Nelle ultime settimane si è parlato ampiamente del fenomeno "targhe polacche", ovvero auto che circolano in Italia, ma con targa polacca, per eludere tasse, multe e assicurazioni salate.
In gergo si chiama "esterovestizione", e si stima che in Italia riguardi qualche decina di migliaia di vetture, soprattutto in provincia di Napoli, a causa degli alti costi di assicurazione per chi risiede in quella zona. In pratica, un cittadino italiano acquista l'auto che desidera, ma la immatricola in Polonia, e poi ne usufruisce tramite una società di noleggio polacca. Di recente, persino senza spedire l'auto in Polonia, arrivavano direttamente le targhe via posta (in modo illegale).
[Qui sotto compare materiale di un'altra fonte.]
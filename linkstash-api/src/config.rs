/// Configuration management for the API server
///
/// Loads configuration from environment variables into a typed struct.
///
/// # Environment Variables
///
/// - `DATABASE_URL`: PostgreSQL connection string (required)
/// - `DATABASE_MAX_CONNECTIONS`: Pool size (default: 10)
/// - `API_HOST`: Host to bind to (default: 0.0.0.0)
/// - `API_PORT`: Port to bind to (default: 8080)
/// - `JWT_SECRET`: Secret key for JWT signing, min 32 chars (required)
/// - `CORS_ORIGINS`: Comma-separated allowed origins, or `*` (default: `*`)
/// - `PRODUCTION`: Enables HSTS and strict CORS (default: false)
/// - `RUST_LOG`: Log filter (default: info)
///
/// # Example
///
/// ```no_run
/// use linkstash_api::config::Config;
///
/// # fn example() -> anyhow::Result<()> {
/// let config = Config::from_env()?;
/// println!("Server will listen on {}", config.bind_address());
/// # Ok(())
/// # }
/// ```
use serde::{Deserialize, Serialize};
use std::env;

/// Complete application configuration
#[derive(Debug, Clone, Serialize, Deserialize)]
pub struct Config {
    /// API server configuration
    pub api: ApiConfig,

    /// Database configuration
    pub database: DatabaseConfig,

    /// JWT configuration
    pub jwt: JwtConfig,
}

/// API server configuration
#[derive(Debug, Clone, Serialize, Deserialize)]
pub struct ApiConfig {
    /// Host to bind to
    pub host: String,

    /// Port to bind to
    pub port: u16,

    /// Allowed CORS origins; `["*"]` means permissive (development)
    pub cors_origins: Vec<String>,

    /// Production mode (enables HSTS)
    pub production: bool,
}

/// Database configuration
#[derive(Debug, Clone, Serialize, Deserialize)]
pub struct DatabaseConfig {
    /// PostgreSQL connection URL
    pub url: String,

    /// Maximum number of connections in pool
    pub max_connections: u32,
}

/// JWT configuration
#[derive(Debug, Clone, Serialize, Deserialize)]
pub struct JwtConfig {
    /// Secret key for JWT signing
    ///
    /// Must be at least 32 bytes. Generate with: `openssl rand -hex 32`
    pub secret: String,
}

impl Config {
    /// Loads configuration from environment variables
    ///
    /// # Errors
    ///
    /// Returns an error if required variables are missing or malformed.
    pub fn from_env() -> anyhow::Result<Self> {
        // Load .env file if present (for development)
        dotenvy::dotenv().ok();

        let api_host = env::var("API_HOST").unwrap_or_else(|_| "0.0.0.0".to_string());
        let api_port = env::var("API_PORT")
            .unwrap_or_else(|_| "8080".to_string())
            .parse::<u16>()?;

        let cors_origins = env::var("CORS_ORIGINS")
            .unwrap_or_else(|_| "*".to_string())
            .split(',')
            .map(|s| s.trim().to_string())
            .filter(|s| !s.is_empty())
            .collect();

        let production = env::var("PRODUCTION")
            .map(|v| v == "1" || v.eq_ignore_ascii_case("true"))
            .unwrap_or(false);

        let database_url = env::var("DATABASE_URL")
            .map_err(|_| anyhow::anyhow!("DATABASE_URL environment variable is required"))?;

        let max_connections = env::var("DATABASE_MAX_CONNECTIONS")
            .unwrap_or_else(|_| "10".to_string())
            .parse::<u32>()?;

        let jwt_secret = env::var("JWT_SECRET")
            .map_err(|_| anyhow::anyhow!("JWT_SECRET environment variable is required"))?;

        if jwt_secret.len() < 32 {
            anyhow::bail!("JWT_SECRET must be at least 32 characters long");
        }

        Ok(Self {
            api: ApiConfig {
                host: api_host,
                port: api_port,
                cors_origins,
                production,
            },
            database: DatabaseConfig {
                url: database_url,
                max_connections,
            },
            jwt: JwtConfig { secret: jwt_secret },
        })
    }

    /// Returns the server bind address
    pub fn bind_address(&self) -> String {
        format!("{}:{}", self.api.host, self.api.port)
    }
}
Da qualche mese è obbligatorio iscrivere questa auto al REVE, Registro dei Veicoli Esteri, per i mezzi immatricolati all'estero nella disponibilità di persone fisiche residenti in Italia o di persone giuridiche con sede legale in Italia, ma questo ha limitato solo in parte i problemi, in quanto in alcuni casi si è scoperto che le assicurazioni polacche erano inesistenti.
Per questo, nella nuova versione del Codice della Strada, tutt'ora al vaglio, dovrebbe essere introdotto l'obbligo, anche per le auto con targa straniera, di stipulare una assicurazione RC Auto italiana, o con una compagnia autorizzata in Italia.